На фоне этой праздничной суеты царственных родителей снедало беспокойство, не покажутся ли тревожные признаки страшной болезни. Обычно в исследованиях, посвященных этой теме, пишется, что о гемофилии стало известно через пять недель после его рождения. 8 сентября 1904 г. царь записал в дневнике: «Аликс и я были очень обеспокоены кровотечением у маленького Алексея, которое продолжалось с перерывами до вечера из пуповины… около 7 часов они наложили повязку»49. На протяжении последующих трех дней он с глубокой тревогой отмечал: «Утром опять на повязке была кровь; с 12 часов до вечера ничего не было»; «Сегодня целый день у Алексея не показывалась кровь; на сердце так и отлегла щемящая забота»; «Кончилось кровотечение уже двое суток».
Вместе с тем, ряд документов свидетельствует, что о гемофилии у наследника родители узнали буквально в день его рождения.

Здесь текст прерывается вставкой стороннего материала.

impl NodeFs {
    /// Create a filesystem persisting through `provider` and `blobs`
    ///
    /// Nothing is read until [`NodeFs::open`] (or [`NodeFs::undump`]).
    pub fn new(
        provider: Arc<dyn PersistenceProvider>,
        blobs: Arc<dyn BlobStore>,
        options: FsOptions,
    ) -> Self {
        let db = Database::new(provider, options.key_prefix.clone());
        Self {
            inner: Arc::new(FsInner { db, blobs, options }),
        }
    }

    /// Create a directory-backed filesystem from configuration
    pub fn with_config(config: &Config) -> Self {
        let provider: Arc<dyn PersistenceProvider> =
            Arc::new(DirectoryProvider::new(config.data_dir.clone()));
        let blobs = Arc::new(ProviderBlobStore::new(provider.clone()));
        Self::new(provider, blobs, FsOptions::from(config))
    }

    /// Create a volatile filesystem (for testing and ephemeral sessions)
    pub fn in_memory() -> Self {
        Self::new(
            Arc::new(MemoryProvider::new()),
            Arc::new(MemoryBlobStore::new()),
            FsOptions::default(),
        )
    }

    /// Get the underlying database adapter
    pub fn database(&self) -> &Database {
        &self.inner.db
    }

    /// Get the blob store
    pub fn blob_store(&self) -> &dyn BlobStore {
        self.inner.blobs.as_ref()
    }

    pub fn options(&self) -> &FsOptions {
        &self.inner.options
    }

    /// Open the database and blob store and make sure the root folder exists
    pub async fn open(&self) -> StoreResult<()> {
        self.inner.blobs.open().await?;
        self.inner.db.open().await?;

        let created = self
            .inner
            .db
            .transaction(|tx| -> StoreResult<bool> {
                let existing: Option<String> =
                    tx.select_one("SELECT id FROM nodes WHERE id = ?1", params![ROOT_ID])?;
                if existing.is_some() {
                    return Ok(false);
                }
                tx.run(
                    "INSERT INTO nodes (id, type, attributes) VALUES (?1, ?2, '{}')",
                    params![ROOT_ID, NodeKind::Folder.as_str()],
                )?;
                Ok(true)
            })
            .await?;

        if created {
            info!("Created root folder");
            self.inner.db.persist().await?;
        }
        Ok(())
    }

    /// Handle to the root folder
    pub fn root(&self) -> FolderHandle {
        FolderHandle::new(self.clone(), ROOT_ID.to_string())
    }

    // ==================== Node Operations ====================

    /// Create an empty file node of the given media kind
    pub async fn create_file(&self, media_kind: &str) -> StoreResult<FileHandle> {
        let mut attributes = Value::object();
        attributes.insert(MEDIA_KIND_KEY, media_kind);
        let id = self.insert_node(NodeKind::File, &attributes).await?;
        Ok(FileHandle::new(self.clone(), id))
    }

    /// Create an empty folder node
    pub async fn create_folder(&self) -> StoreResult<FolderHandle> {
        let id = self.insert_node(NodeKind::Folder, &Value::object()).await?;
        Ok(FolderHandle::new(self.clone(), id))
    }

    /// Look up a node, `None` if it doesn't exist
    pub async fn get_node(&self, id: &str) -> StoreResult<Option<NodeHandle>> {
        match self.node_row(id).await? {
            Some(row) => NodeHandle::from_row(self, row).map(Some),
            None => Ok(None),
        }
    }

    /// Remove a node and its content row
    ///
    /// Bindings that reference the node and blobs it owned are left for
    /// read-time filtering and garbage collection. Returns whether the node
    /// existed.
    pub async fn destroy_node(&self, id: &str) -> StoreResult<bool> {
        if id == ROOT_ID {
            return Err(StoreError::InvalidOperation(
                "the root folder cannot be destroyed".to_string(),
            ));
        }

        let removed = self
            .inner
            .db
            .transaction(|tx| -> StoreResult<usize> {
                tx.run("DELETE FROM files WHERE id = ?1", params![id])?;
                tx.run("DELETE FROM nodes WHERE id = ?1", params![id])
            })
            .await?;

        if removed == 0 {
            return Ok(false);
        }
        self.inner.db.persist().await?;
        debug!(id, "Destroyed node");
        Ok(true)
    }

    /// Resolve a `/`-separated path of binding names from the root
    ///
    /// Returns `None` if any segment is missing, dangling, or not a folder.
    pub async fn resolve_path(&self, path: &str) -> StoreResult<Option<NodeHandle>> {
        let mut current = NodeHandle::Folder(self.root());
        for segment in path.split('/').filter(|s| !s.is_empty()) {
            let NodeHandle::Folder(folder) = current else {
                return Ok(None);
            };
            let Some(entry) = folder.get_entry_by_name(segment).await? else {
                return Ok(None);
            };
            let Some(next) = self.get_node(&entry.child_id).await? else {
                return Ok(None);
            };
            current = next;
        }
        Ok(Some(current))
    }

    // ==================== Maintenance ====================

    /// Delete every blob not referenced by a file or a node attribute
    ///
    /// Returns the number of blobs removed.
    pub async fn collect_garbage(&self) -> StoreResult<usize> {
        let valid = self.live_blob_ids().await?;
        let removed = self.inner.blobs.gc(&valid).await?;
        info!(removed, live = valid.len(), "Garbage collection finished");
        Ok(removed)
    }

    /// Counts of nodes, bindings and blobs
    pub async fn stats(&self) -> StoreResult<FsStats> {
        let db = &self.inner.db;
        let count = |kind: NodeKind| async move {
            db.select_one::<i64, _>("SELECT COUNT(*) FROM nodes WHERE type = ?1", [kind.as_str()])
                .await
                .map(|c| c.unwrap_or(0))
        };

        Ok(FsStats {
            version: db.version().await?,
            schema_version: db.schema_version().await?,
            folders: count(NodeKind::Folder).await?,
            files: count(NodeKind::File).await?,
            bindings: db
                .select_one::<i64, _>("SELECT COUNT(*) FROM child_bindings", [])
                .await?
                .unwrap_or(0),
            blobs: self.inner.blobs.ids().await?.len(),
        })
    }

    // ==================== Crate-internal helpers ====================

    pub(crate) fn db(&self) -> &Database {
        &self.inner.db
    }

    pub(crate) fn blobs(&self) -> &dyn BlobStore {
        self.inner.blobs.as_ref()
    }

    pub(crate) async fn node_row(&self, id: &str) -> StoreResult<Option<NodeRow>> {
        self.inner
            .db
            .select_one(
                "SELECT id, type, attributes FROM nodes WHERE id = ?1",
                [id],
            )
            .await
    }

    /// Attributes of a node with externalized payloads loaded back in
    pub(crate) async fn node_attributes(&self, id: &str) -> StoreResult<Option<Value>> {
        let Some(row) = self.node_row(id).await? else {
            return Ok(None);
        };
        let stored = Value::parse(&row.attributes)?;
        Ok(Some(internalize(&stored, self.blobs()).await?))
    }

    /// Replace a node's attributes, externalizing binary payloads
    ///
    /// File nodes keep their media kind unless the new attributes set one.
    pub(crate) async fn set_node_attributes(&self, id: &str, attributes: Value) -> StoreResult<()> {
        let row = self
            .node_row(id)
            .await?
            .ok_or_else(|| missing_node(id))?;

        let mut attributes = attributes;
        if row.kind() == Some(NodeKind::File) && attributes.get(MEDIA_KIND_KEY).is_none() {
            if let Some(kind) = Value::parse(&row.attributes)?.get(MEDIA_KIND_KEY).cloned() {
                attributes.insert(MEDIA_KIND_KEY, kind);
            }
        }

        let stored = externalize(&attributes, self.blobs(), id).await?;
        let text = stored.to_json_string()?;
        let updated = self
            .inner
            .db
            .run(
                "UPDATE nodes SET attributes = ?1 WHERE id = ?2",
                [text.as_str(), id],
            )
            .await?;
        if updated == 0 {
            return Err(missing_node(id));
        }

        self.inner.db.persist().await
    }

    async fn insert_node(&self, kind: NodeKind, attributes: &Value) -> StoreResult<String> {
        let id = Uuid::new_v4().to_string();
        let text = attributes.to_json_string()?;
        self.inner
            .db
            .run(
                "INSERT INTO nodes (id, type, attributes) VALUES (?1, ?2, ?3)",
                [id.as_str(), kind.as_str(), text.as_str()],
            )
            .await?;
        self.inner.db.persist().await?;

        debug!(id = %id, kind = %kind, "Created node");
        Ok(id)
    }

    /// Blob ids referenced by file contents and node attributes
    async fn live_blob_ids(&self) -> StoreResult<HashSet<String>> {
        let mut valid = HashSet::new();

        let content_paths: Vec<String> = self
            .inner
            .db
            .select("SELECT blob_path FROM files WHERE blob_path IS NOT NULL", [])
            .await?;
        let attributes: Vec<String> = self
            .inner
            .db
            .select("SELECT attributes FROM nodes", [])
            .await?;

        let attribute_paths = attributes
            .iter()
            .map(|text| Value::parse(text).map(|v| v.blob_refs()))
            .collect::<StoreResult<Vec<_>>>()?;

        for path in content_paths
            .iter()
            .chain(attribute_paths.iter().flatten())
        {
            if let Some(id) = id_from_path(path) {
                valid.insert(id.to_string());
            }
        }
        Ok(valid)
    }
}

Поскольку рождение мальчика родители напрямую связывали с магическим влиянием Филиппа, то у них не было секретов от великой княгини Милицы, которая поддерживала связь с экстрасенсом. Уже 1 августа 1904 г. Николай II писал ей: «Дорогая Милица. Пишу тебе со слов Аликс: слава Богу, день прошел спокойно. После перевязки в 12 часов и до 9 часов 30 мин. вечера не было ни капли крови. Доктора надеются, что так будет продолжаться. Коровин остается на ночь. Федоров уезжает в город и вернется завтра. Он нам обоим чрезвычайно нравится! Маленькое «сокровище» удивительно спокойно, а когда ему делают перевязку, или оно спит, или лежит и смеется. У родителей теперь немного отлегло от сердца. Федоров говорит, что по приблизительному исчислению потеря крови за двое суток составляет от Vg до У всего количества крови»50.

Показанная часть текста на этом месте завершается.